Still working as an engineer, but at home during COVID precautions, Moye vividly recalls Jan. 6, 2021, when he was asked to come to Spirit and receive an award and was told a position had opened up in the human resources department at the company.

He became a talent acquisition specialist for Spirit, leading orientations and recruiting new employees.

“I’ve learned so many incredible things and there have been so many opportunities I’ve had when I’ve been at Spirit,” he said.

And his co-workers went all out when Moye was nominated for a Grammy Award earlier this year as part of 1Tribe Collective, a culturally diverse group of 26 performers that combined forces for an album celebrating the accomplishments of persons of color. “All One Tribe,” which included “Black Lives Made STEM History” by Moye, received a nomination for best children’s album.

Although the album didn’t win, Moye was able to take his parents to the awards ceremony in April.

Moye, who turned 30 in July, wants to continue combining his knowledge and his talents.

“You’re not just a songwriter and a singer,” he tells himself. “You’re someone who went and got the degree, worked in the industry for six years as a design engineer making parts for planes.”

Monk-Morgan said Moye is doing more good than he realizes.

“I don’t know if either of us imagined what he’s doing now, being able to take the academic component of STEM and tying that with the musicality and fun of his presentation to help young people not only master tough STEM concepts, but to energize them about studying that area longer,” she said. “I think he’ll go as far as he wants to.”

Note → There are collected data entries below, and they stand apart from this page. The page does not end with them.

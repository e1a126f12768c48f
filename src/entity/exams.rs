//! 考试实体

use sea_orm::entity::prelude::*;

#[derive(Clone, Debug, PartialEq, DeriveEntityModel)]
#[sea_orm(table_name = "exams")]
pub struct Model {
    #[sea_orm(primary_key)]
    pub id: i64,
    pub course_id: i64,
    pub exam_type: String,
    pub date: Date,
    pub total_marks: i32,
    pub created_at: i64,
    pub updated_at: i64,
}

#[derive(Copy, Clone, Debug, EnumIter, DeriveRelation)]
pub enum Relation {
    #[sea_orm(
        belongs_to = "super::courses::Entity",
        from = "Column::CourseId",
        to = "super::courses::Column::Id"
    )]
    Course,
    #[sea_orm(has_many = "super::grades::Entity")]
    Grades,
}

impl Related<super::courses::Entity> for Entity {
    fn to() -> RelationDef {
        Relation::Course.def()
    }
}

impl Related<super::grades::Entity> for Entity {
    fn to() -> RelationDef {
        Relation::Grades.def()
    }
}

impl ActiveModelBehavior for ActiveModel {}

impl Model {
    pub fn into_exam(self) -> crate::models::exams::entities::Exam {
        use crate::models::exams::entities::{Exam, ExamType};

        Exam {
            id: self.id,
            course_id: self.course_id,
            exam_type: self.exam_type.parse::<ExamType>().unwrap_or(ExamType::Quiz),
            date: self.date,
            total_marks: self.total_marks,
            created_at: super::from_timestamp(self.created_at),
            updated_at: super::from_timestamp(self.updated_at),
        }
    }
}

He has created STEMusic, with a four-song EP released and hopes of encouraging young people to have careers involving the sciences.

“STEMusic is all about trying to increase that reputation. Our mission is to inspire the next generation of multicultural STEM professionals with entertaining music,” he said.

Moye wants to record more, and keeps hinting to his bosses that their sponsorship could make a difference.

“I keep telling Spirit we need a whole album,” he said with a laugh.